Despite my love of dead German philosophers and obscure art theories, I’m a pretty practical guy (for a mad scientist.) I don’t see a phenomenal work mindset as an abstraction; I see it as a framework that actually makes real work better. I look at the way these ideas revolutionized art and science and philosophy, I read the words our predecessors have written about how it changed the way they thought about life and art, and I wonder: isn’t it time for the Networked Age to absorb in those same concepts? All it takes is another translation of phenomenology in a way that makes sense to the now, so let me start with a provocation and then humbly offer up a translation of minds greater than mine that left these gifts for us we’ve failed to unwrap.

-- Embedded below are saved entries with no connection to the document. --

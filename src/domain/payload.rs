use std::collections::BTreeSet;

use serde::{Deserialize, Serialize};

/// Default upload categories and the file extensions each one admits.
pub const FILE_CATEGORIES: &[(&str, &[&str])] = &[
    ("documento", &["doc", "docx", "odt", "rtf", "txt"]),
    ("apresentação", &["ppt", "pptx", "odp"]),
    ("planilha", &["xls", "xlsx", "ods", "csv"]),
    ("desenho", &["dwg", "dxf", "svg"]),
    ("pdf", &["pdf"]),
    ("imagem", &["png", "jpg", "jpeg", "gif", "webp"]),
    ("vídeo", &["mp4", "mov", "mkv", "avi"]),
    ("áudio", &["mp3", "wav", "ogg", "aac"]),
];

pub const DEFAULT_MAX_FILES: u32 = 1;
pub const DEFAULT_MAX_SIZE_MB: u32 = 10;

pub fn default_category_names() -> Vec<String> {
    FILE_CATEGORIES
        .iter()
        .map(|(name, _)| (*name).to_string())
        .collect()
}

/// Limits attached to a file-upload question.
///
/// Serializes to the fixed wire shape
/// `{"tipos_livres", "categorias", "max_arquivos", "max_mb"}` where
/// `tipos_livres` is the negation of [`restrict_to_categories`].
///
/// [`restrict_to_categories`]: UploadConstraints::restrict_to_categories
#[derive(Debug, Clone, PartialEq, Eq, Serialize)]
#[serde(into = "UploadConstraintsRecord")]
pub struct UploadConstraints {
    pub restrict_to_categories: bool,
    pub categories: Vec<String>,
    pub max_files: u32,
    pub max_size_mb: u32,
}

impl Default for UploadConstraints {
    fn default() -> Self {
        Self {
            restrict_to_categories: false,
            categories: Vec::new(),
            max_files: DEFAULT_MAX_FILES,
            max_size_mb: DEFAULT_MAX_SIZE_MB,
        }
    }
}

impl UploadConstraints {
    /// Value for an HTML `accept` attribute, e.g. `.pdf,.png`.
    /// Empty when any file type is allowed.
    pub fn accept_string(&self) -> String {
        if !self.restrict_to_categories {
            return String::new();
        }
        let extensions: BTreeSet<&str> = self
            .categories
            .iter()
            .filter_map(|name| {
                FILE_CATEGORIES
                    .iter()
                    .find(|(category, _)| category == name)
                    .map(|(_, exts)| *exts)
            })
            .flatten()
            .copied()
            .collect();
        extensions
            .into_iter()
            .map(|ext| format!(".{ext}"))
            .collect::<Vec<_>>()
            .join(",")
    }
}

/// Lenient wire representation of the upload slot.
///
/// Every key is optional on the way in; persisted payloads written by older
/// builders may omit the limits.
#[derive(Debug, Clone, Default, PartialEq, Serialize, Deserialize)]
pub struct UploadConstraintsRecord {
    #[serde(default = "default_true")]
    pub tipos_livres: bool,
    #[serde(default)]
    pub categorias: Vec<String>,
    #[serde(default, skip_serializing_if = "Option::is_none")]
    pub max_arquivos: Option<i64>,
    #[serde(default, skip_serializing_if = "Option::is_none")]
    pub max_mb: Option<i64>,
}

fn default_true() -> bool {
    true
}

impl From<UploadConstraints> for UploadConstraintsRecord {
    fn from(value: UploadConstraints) -> Self {
        Self {
            tipos_livres: !value.restrict_to_categories,
            categorias: value.categories,
            max_arquivos: Some(i64::from(value.max_files)),
            max_mb: Some(i64::from(value.max_size_mb)),
        }
    }
}

/// Catalog-backed option source of a list question.
///
/// Each part stays optional until the user finishes the
/// connection → query → columns cascade.
#[derive(Debug, Clone, Default, PartialEq, Eq, Serialize, Deserialize)]
pub struct ExternalSource {
    #[serde(default)]
    pub connection_id: Option<i64>,
    #[serde(default)]
    pub query_id: Option<i64>,
    #[serde(default)]
    pub value_field: Option<String>,
    #[serde(default)]
    pub label_field: Option<String>,
}

impl ExternalSource {
    pub fn is_empty(&self) -> bool {
        self.connection_id.is_none()
            && self.query_id.is_none()
            && self.value_field.is_none()
            && self.label_field.is_none()
    }

    /// Display names of the parts that are still unset, in cascade order.
    pub fn missing_parts(&self) -> Vec<&'static str> {
        let mut missing = Vec::new();
        if self.connection_id.is_none() {
            missing.push("Connection");
        }
        if self.query_id.is_none() {
            missing.push("Query");
        }
        if self.value_field.is_none() {
            missing.push("Value field");
        }
        if self.label_field.is_none() {
            missing.push("Label field");
        }
        missing
    }
}

#[cfg(test)]
mod tests {
    use super::*;
    use serde_json::json;

    #[test]
    fn upload_constraints_use_wire_keys() {
        let constraints = UploadConstraints {
            restrict_to_categories: true,
            categories: vec!["pdf".into()],
            max_files: 3,
            max_size_mb: 25,
        };
        let value = serde_json::to_value(&constraints).unwrap();
        assert_eq!(
            value,
            json!({"tipos_livres": false, "categorias": ["pdf"], "max_arquivos": 3, "max_mb": 25})
        );
    }

    #[test]
    fn record_defaults_to_free_types() {
        let record: UploadConstraintsRecord = serde_json::from_str("{}").unwrap();
        assert!(record.tipos_livres);
        assert!(record.categorias.is_empty());
        assert_eq!(record.max_arquivos, None);
    }

    #[test]
    fn accept_string_merges_category_extensions() {
        let constraints = UploadConstraints {
            restrict_to_categories: true,
            categories: vec!["pdf".into(), "imagem".into(), "unknown".into()],
            ..UploadConstraints::default()
        };
        assert_eq!(constraints.accept_string(), ".gif,.jpeg,.jpg,.pdf,.png,.webp");
    }

    #[test]
    fn accept_string_is_empty_without_restriction() {
        let constraints = UploadConstraints {
            categories: vec!["pdf".into()],
            ..UploadConstraints::default()
        };
        assert_eq!(constraints.accept_string(), "");
    }

    #[test]
    fn missing_parts_follow_cascade_order() {
        let source = ExternalSource {
            connection_id: Some(4),
            ..ExternalSource::default()
        };
        assert_eq!(source.missing_parts(), vec!["Query", "Value field", "Label field"]);
    }
}
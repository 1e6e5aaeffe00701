use std::time::{Duration, Instant};

use crate::form::SaveMode;

/// Shared save timer for the whole builder.
///
/// Debounced requests restart the window; an immediate request is due on
/// the next tick and absorbs any pending debounced one. Changes on different
/// cards coalesce into the same window.
#[derive(Debug, Clone)]
pub struct AutosaveScheduler {
    window: Duration,
    deadline: Option<Instant>,
}

impl AutosaveScheduler {
    pub fn new(window: Duration) -> Self {
        Self {
            window,
            deadline: None,
        }
    }

    pub fn is_pending(&self) -> bool {
        self.deadline.is_some()
    }

    pub fn request(&mut self, mode: SaveMode, now: Instant) {
        match mode {
            SaveMode::Debounced => self.debounce(now),
            SaveMode::Immediate => self.deadline = Some(now),
        }
    }

    /// Cancels any pending timer and starts a fresh window from `now`.
    pub fn debounce(&mut self, now: Instant) {
        self.deadline = Some(now + self.window);
    }

    pub fn cancel(&mut self) {
        self.deadline = None;
    }

    /// Returns `true` exactly once per window, when its deadline has passed.
    pub fn poll(&mut self, now: Instant) -> bool {
        match self.deadline {
            Some(deadline) if now >= deadline => {
                self.deadline = None;
                true
            }
            _ => false,
        }
    }
}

As a community, we spend far too much time talking about the form of work, as if it were the central innovation of Networked Age – look at all the “new” things we can make, all the “new” ways we can stick them together, all the new words we need to describe all these new things. This is natural, because as creators we spend a lot of time thinking about how to make things and what to make (and should.) Perhaps we can get further if, just for a moment, we focused on the real innovation of the Networked Age: audiences will never be the same again, but human nature hasn’t changed.
Somewhere in the world, a person encounters a designed thing – they see the architecture, they load the webpage, their eyes glance at the billboard, whatever. We’re witnessing a moment in time when what we’ve designed meets the people we designed it for: the phenomena of the work in context with both the world and the person.
As creators, we rightly spend a lot of time talking about that designed object and what we believe it means: brand strategies, story bibles, authorial intent, etc. But, we must acknowledge to each other that all of that stuff is invisible to audience – it lies beneath the surface of the world of experience. We can imagine the “serious artist” who’s work is unintentional (and tragically) ironic, the Internet is full of that kind of work, and use that as an example of just how irrelevant that hidden strategic structure can be to what the design actually means to people.
Thinking about the phenomena of our work means focusing on the context of how people experience it. Left to chance, some of that context might distract from the moment of meaning and some might enhance that moment of meaning. Phenomenal work asks you to think of the context of the experience as something that can be designed as part of the work. When people in the Networked Age talk about designing for relevancy or discovery or surprise or “shareability” they are describing aspects of the phenomena of work. When these factors work together well, the experience of the person with our work becomes richer and more meaningful … and that unlocks the most magical of all effects.
We only know about the world (or ourselves) because of our experiences, and we only understand those experiences when we craft a story to describe it to ourselves: this is the moment of meaning. Because we’re social, we’re also wired to share the stories of our meaningful experiences with each other and we’re wired to find the stories of other people’s meaningful experiences as valuable as actual experiences. Science has confirmed this: what happens in the brain during an experience, when we’re telling the story of an experience, and when we’re hearing the story of an experience are remarkably similar. I think it is one of the magical things about the human experience.
And that’s exactly the part of us amplified the most in the Networked Age, the part that surprised Internet creators so much they felt they needed a phrase like “social media” to describe it. Never in human history have our stories of meaningful experiences been as universally available to each other as they are right now. Tomorrow it will be even better. And all of that starts with the meaningful experiences that we could be designing for each other, because all storytelling emerges from the phenomena of experience.
I didn’t make this up and I didn’t invent this. I only re-discovered it and re-translated it. And in the coming months, I need to prove how practically useful it is for predicting almost every phenomenon of the Internet we’re grappling with as creators. And I have to do that by October, when I’ve committed to unveiling this idea in front of a large audience to try to provoke a meaningful new conversation.